IVA al 22% sugli assorbenti, al 5% sui tartufi: l'artista Cristina Donati Meyer protesta con un'installazione


L’artista-attivista Cristina Donati Meyer ha creato un’installazione per protestare contro l’IVA al 22% sugli assorbenti femminili.

Cristina Donati Meyer (Milano, 1985), artista divenuta ormai famosa per le sue installazioni temporanee che denunciano fatti d’attualità (e da lei ribattezzati “art-entati”), è tornata a protestare con un’opera nel centro di Milano. Oggetto della protesta, questa volta, è quella che è già stata ribattezzata “tampon tax”, ovvero l’IVA al 22% sugli assorbenti: un’imposta ritenuta eccessiva e vessante, se si pensa che gli assorbenti sono un prodotto indispensabile per le donne e che una tassazione così elevata, sottolinea l’artista, “potrebbe compromettere la qualità della vita di tutte coloro che non hanno una disponibilità economica tale da sostenere una spesa fissa mensile che si protrae nel tempo”. Il governo pentaleghista è stato duramente contestato, dal momento che aveva dapprima annunciato una misura per ridurre l’imposta sugli assorbenti al 5%, ma il provvedimento non si è poi concretizzato. La tassazione sui tamponi risalta soprattutto se paragonata a quella sui tartufi, un bene di lusso, sul quale l’IVA è appena al 5%.

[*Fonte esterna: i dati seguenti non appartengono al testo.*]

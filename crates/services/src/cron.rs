//! Cron Driver: fires a job on a cron schedule from a background task.

use std::str::FromStr;
use std::sync::Arc;

use async_trait::async_trait;
use chrono::{DateTime, Utc};
use cron::Schedule;
use eyre::{eyre, Result};
use tokio::sync::watch;
use tokio::task::JoinHandle;
use tracing::{error, info, warn};

/// Work triggered on every tick.
#[async_trait]
pub trait CronJob: Send + Sync {
    fn name(&self) -> &'static str;

    async fn run(&self) -> Result<()>;
}

pub struct CronDriver {
    expression: String,
    schedule: Schedule,
    job: Arc<dyn CronJob>,
    task: Option<(JoinHandle<()>, watch::Sender<bool>)>,
}

impl CronDriver {
    /// `expression` uses the six-field form with seconds, e.g. `0 0 2 * * *`.
    pub fn new(expression: &str, job: Arc<dyn CronJob>) -> Result<Self> {
        let schedule = Schedule::from_str(expression)
            .map_err(|e| eyre!("Invalid cron expression '{}': {}", expression, e))?;

        Ok(Self {
            expression: expression.to_string(),
            schedule,
            job,
            task: None,
        })
    }

    pub fn next_run(&self) -> Option<DateTime<Utc>> {
        self.schedule.upcoming(Utc).next()
    }

    pub fn is_running(&self) -> bool {
        self.task.is_some()
    }

    pub fn start(&mut self) {
        if self.task.is_some() {
            warn!("Cron driver for {} already running", self.job.name());
            return;
        }

        let (shutdown_tx, mut shutdown_rx) = watch::channel(false);
        let schedule = self.schedule.clone();
        let job = self.job.clone();

        let handle = tokio::spawn(async move {
            loop {
                let Some(next) = schedule.upcoming(Utc).next() else {
                    warn!("Cron schedule for {} has no upcoming runs", job.name());
                    break;
                };
                let wait = (next - Utc::now()).to_std().unwrap_or_default();

                tokio::select! {
                    _ = tokio::time::sleep(wait) => {
                        info!("Running scheduled job {}", job.name());
                        if let Err(e) = job.run().await {
                            error!("Scheduled job {} failed: {:#}", job.name(), e);
                        }
                    }
                    _ = shutdown_rx.changed() => break,
                }
            }
        });

        info!(
            "Cron driver started for {} ({}), next run {:?}",
            self.job.name(),
            self.expression,
            self.next_run()
        );
        self.task = Some((handle, shutdown_tx));
    }

    pub async fn stop(&mut self) {
        let Some((handle, shutdown_tx)) = self.task.take() else {
            return;
        };

        let _ = shutdown_tx.send(true);
        if let Err(e) = handle.await {
            error!("Cron task ended abnormally: {}", e);
        }
        info!("Cron driver for {} stopped", self.job.name());
    }
}

#[cfg(test)]
mod tests {
    use std::sync::atomic::{AtomicUsize, Ordering};
    use std::time::Duration;

    use super::*;

    #[derive(Default)]
    struct CountingJob {
        runs: AtomicUsize,
    }

    #[async_trait]
    impl CronJob for CountingJob {
        fn name(&self) -> &'static str {
            "counting"
        }

        async fn run(&self) -> Result<()> {
            self.runs.fetch_add(1, Ordering::SeqCst);
            Err(eyre!("job errors are logged, not fatal"))
        }
    }

    #[test]
    fn test_rejects_invalid_expression() {
        assert!(CronDriver::new("not a cron", Arc::new(CountingJob::default())).is_err());
    }

    #[test]
    fn test_next_run_is_nightly() {
        let driver = CronDriver::new("0 0 2 * * *", Arc::new(CountingJob::default())).unwrap();
        let next = driver.next_run().unwrap();

        assert!(next > Utc::now());
        assert_eq!(next.format("%H:%M:%S").to_string(), "02:00:00");
    }

    #[test_log::test(tokio::test)]
    async fn test_runs_every_second_until_stopped() {
        let job = Arc::new(CountingJob::default());
        let mut driver = CronDriver::new("* * * * * *", job.clone()).unwrap();

        driver.start();
        assert!(driver.is_running());
        tokio::time::sleep(Duration::from_millis(2500)).await;
        driver.stop().await;

        let runs = job.runs.load(Ordering::SeqCst);
        assert!(runs >= 1, "job ran {} times", runs);
        assert!(!driver.is_running());

        tokio::time::sleep(Duration::from_millis(1200)).await;
        assert_eq!(job.runs.load(Ordering::SeqCst), runs);
    }
}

Dunque, Cristina Donati Meyer ha allestito in piazza San Babila na delle sue provocatorie opere d’arte: un busto di donna immersa in un lago di sangue rosso fiammante. Intorno al busto, sparsi sull’asfalto, sono stati posti tamponi femminili. “L’IVA al 22% sui tamponi”, ha commentato l’artista-attivista, “sembra ribadire che essere donna è un lusso o una colpa e che le mestruazioni devono essere colpevolizzate, altro che Arabia Saudita. E siamo in Italia”.

Nell’immagine, l’installazione di Donati Meyer.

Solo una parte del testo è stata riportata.